I'm a third year DO student and I'm currently leaning toward the latter, honestly for personal reasons more than academic limitations (I do recognize this as a real thing I'd likely face in fellowship apps), but I'm curious what your thought process was in deciding.

I want a career with a large non-clinical component. Whether that's research or something else is still unclear but I certainly didn't want to take a 100% clinical job straight out of residency.

So MT got an IA for cheating? I thought that was basically a death sentence?

@Goro

Meat explained to me what happened, via pM. There's cheating, and then there's CHEATING. His was not as serious as the latter, and his case illustrates that time does heal wounds, even self-inflicted ones.

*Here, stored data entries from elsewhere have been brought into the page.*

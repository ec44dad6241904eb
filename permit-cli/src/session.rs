//! One negotiation against a simulated device.

use crate::dialog::SystemDialog;
use crate::error::CliError;
use crate::input::Console;
use crate::profile::{DeviceProfile, SimulatedHost};
use crate::prompt::TerminalPrompter;
use permit_core::{outcome_channel, NegotiationEvent, Negotiator, NegotiatorConfig, Outcome};

/// What one run produced.
#[derive(Debug, Clone)]
pub struct SessionReport {
    pub outcome: Outcome,
    /// Whether every requested capability is granted after the run, read
    /// from live device state rather than the outcome.
    pub satisfied: bool,
    pub settings_opened: bool,
}

/// Drives negotiations for a simulated device from the terminal.
///
/// The session plays the lifecycle collaborator: it starts a negotiation,
/// shows the system dialog for whatever the host was asked, and forwards
/// the answers back with the request code the host received.
pub struct Session {
    host: SimulatedHost,
    negotiator: Negotiator,
    dialog: SystemDialog,
}

impl Session {
    pub fn new(
        profile: &DeviceProfile,
        config: NegotiatorConfig,
        console: Console,
    ) -> Result<Self, CliError> {
        let host = SimulatedHost::new(profile);
        let negotiator = Negotiator::new(
            host.clone(),
            profile.probe(),
            TerminalPrompter::new(console.clone()),
        )
        .with_config(config)?;
        negotiator.add_hook(|event: &NegotiationEvent| log::debug!("{:?}", event));

        Ok(Self {
            dialog: SystemDialog::new(console, profile.package.clone()),
            host,
            negotiator,
        })
    }

    pub fn host(&self) -> &SimulatedHost {
        &self.host
    }

    pub fn negotiator(&self) -> &Negotiator {
        &self.negotiator
    }

    /// Negotiate the configured capabilities once.
    ///
    /// When something is still missing afterwards, the settings redirect is
    /// offered.
    pub async fn run(&mut self) -> Result<SessionReport, CliError> {
        let (tx, rx) = outcome_channel();
        let mut negotiation = self.negotiator.request_configured_permissions(tx);

        if let Some(pending) = self.host.take_pending() {
            let answers = self.dialog.ask(&pending)?;
            let codes = self.host.apply(&pending, &answers);
            negotiation.on_request_permissions_result(pending.code, &pending.capabilities, &codes);
        }
        drop(negotiation);

        let outcome = rx
            .await
            .map_err(|_| CliError::Session("negotiation ended without an outcome".into()))?;
        print_outcome(&outcome);

        let satisfied = self.negotiator.classify(outcome.requested()).is_satisfied();
        let settings_opened = if satisfied {
            false
        } else {
            self.negotiator.open_settings()?
        };

        Ok(SessionReport {
            outcome,
            satisfied,
            settings_opened,
        })
    }
}

/// Print the result vector, one capability per line.
pub fn print_outcome(outcome: &Outcome) {
    println!(
        "\n\x1b[1mRequest {}\x1b[0m ({:?})",
        outcome.request_code(),
        outcome.path()
    );
    for (capability, result) in &outcome.result_vector() {
        if result.is_granted() {
            println!("  \x1b[32m✓\x1b[0m {} {}", capability.short_name(), result);
        } else {
            println!("  \x1b[31m✗\x1b[0m {} {}", capability.short_name(), result);
        }
    }
}

#[cfg(test)]
mod tests {
    use super::*;
    use crate::input::ScriptedReader;
    use crate::profile::ProfileState;
    use permit_core::capability::{ACCESS_FINE_LOCATION, READ_CONTACTS, READ_SMS};
    use permit_core::{DeclinedRationalePolicy, OutcomePath, RequestCode};

    const PROFILE: &str = r#"{
        "api_level": 30,
        "capabilities": {
            "android.permission.ACCESS_FINE_LOCATION": { "state": "granted" },
            "android.permission.READ_CONTACTS": { "state": "rationale" }
        }
    }"#;

    fn session(lines: &[&str], capabilities: Vec<permit_core::Capability>) -> Session {
        let profile = DeviceProfile::from_json(PROFILE).unwrap();
        let config = NegotiatorConfig {
            capabilities,
            ..NegotiatorConfig::default()
        };
        let console = Console::new(ScriptedReader::new(lines.iter().copied()));
        Session::new(&profile, config, console).unwrap()
    }

    #[tokio::test]
    async fn test_fresh_request_is_answered() {
        let mut session = session(&["a"], vec![ACCESS_FINE_LOCATION, READ_SMS]);

        let report = session.run().await.unwrap();

        assert_eq!(report.outcome.path(), OutcomePath::FreshRequest);
        assert_eq!(report.outcome.asked(), &[READ_SMS]);
        assert_eq!(report.outcome.result_vector().codes(), vec![0, 0]);
        assert!(report.satisfied);
        assert!(!report.settings_opened);
        assert_eq!(session.host().state_of(&READ_SMS), ProfileState::Granted);
    }

    #[tokio::test]
    async fn test_denial_offers_settings() {
        // deny SMS, then accept the settings redirect
        let mut session = session(&["d", "y"], vec![READ_SMS]);

        let report = session.run().await.unwrap();

        assert_eq!(report.outcome.result_codes(), vec![-1]);
        assert!(!report.satisfied);
        assert!(report.settings_opened);
        assert_eq!(session.host().settings_opened(), 1);
    }

    #[tokio::test]
    async fn test_rationale_accepted_then_allowed() {
        // accept rationale, allow contacts
        let mut session = session(&["y", "a"], vec![ACCESS_FINE_LOCATION, READ_CONTACTS]);

        let report = session.run().await.unwrap();

        assert_eq!(report.outcome.path(), OutcomePath::RationaleRequest);
        assert_eq!(report.outcome.asked(), &[READ_CONTACTS]);
        assert!(report.satisfied);
    }

    #[tokio::test]
    async fn test_declined_rationale_still_offers_settings() {
        // decline rationale, decline settings
        let mut session = session(&["n", "n"], vec![READ_CONTACTS]);

        let report = session.run().await.unwrap();

        assert_eq!(report.outcome.path(), OutcomePath::RationaleDeclined);
        assert_eq!(report.outcome.result_codes(), vec![0]);
        assert!(!report.satisfied);
        assert!(!report.settings_opened);
    }

    #[tokio::test]
    async fn test_second_run_sees_new_state() {
        let mut session = session(&["d", "n", "y", "a"], vec![READ_SMS]);

        let first = session.run().await.unwrap();
        assert_eq!(first.outcome.request_code(), RequestCode(123));
        assert_eq!(session.host().state_of(&READ_SMS), ProfileState::Rationale);

        let second = session.run().await.unwrap();
        assert_eq!(second.outcome.request_code(), RequestCode(124));
        assert_eq!(second.outcome.path(), OutcomePath::RationaleRequest);
        assert!(second.satisfied);
    }

    #[tokio::test]
    async fn test_deny_always_is_not_asked_again() {
        // never SMS, decline settings; second run only answers settings
        let mut session = session(&["n", "n", "y"], vec![READ_SMS]);

        let first = session.run().await.unwrap();
        assert_eq!(first.outcome.result_codes(), vec![-1]);
        assert!(!first.settings_opened);
        assert_eq!(session.host().state_of(&READ_SMS), ProfileState::Blocked);

        let second = session.run().await.unwrap();
        assert_eq!(second.outcome.path(), OutcomePath::FreshRequest);
        assert_eq!(second.outcome.result_codes(), vec![-1]);
        assert!(!second.satisfied);
        assert!(second.settings_opened);
        assert_eq!(session.host().state_of(&READ_SMS), ProfileState::Blocked);
    }

    #[tokio::test]
    async fn test_mark_denied_policy_from_config() {
        let profile = DeviceProfile::from_json(PROFILE).unwrap();
        let config = NegotiatorConfig {
            capabilities: vec![READ_CONTACTS],
            declined_rationale: DeclinedRationalePolicy::MarkDenied,
            ..NegotiatorConfig::default()
        };
        let console = Console::new(ScriptedReader::new(["n", "n"]));
        let mut session = Session::new(&profile, config, console).unwrap();

        let report = session.run().await.unwrap();
        assert_eq!(report.outcome.result_codes(), vec![-1]);
    }
}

@Goro's answer is a bit of an exaggeration. I applied only 2 years after the incident. Quite different than the "take 3 decades off and then maybe you can consider applying" advice you get on SDN.

Let's say one is going after GI or Cardiology, obviously where you end up for residency matters a lot. But is it generally pretty easy get GI or Cards if you are lucky enough to land a top tier IM residency (like Duke, UTSW)? And how about if you land a good IM program that's like top 30ish (such as BU or UNC or UAB)?

Also is there any data available as to how many people go unmatched for cards fellowship at certain residency programs? I have seen the fellowship matches on different program websites, but they are just trying to show off their program and not including the data from people who tried but failed to match.

If you are at a mid-tier program or better the likelihood of you matching GI or Cards is very high. No one in my residency has failed to match any subspecialty within the last 5 years at least and we aren't top tier. Generally IMO if you show up and do your job / join a few research projects you will be set. The projects don't even need to be high quality.

This response is spot on. The only caveat is if you have extenuating circumstances (usually geographic limitations or couples match) which could leave you unmatched. But if you are applying broadly enough, did a good job in your residency program (showed up to work, cared, took care of patients, learned appropriately) then you'll match.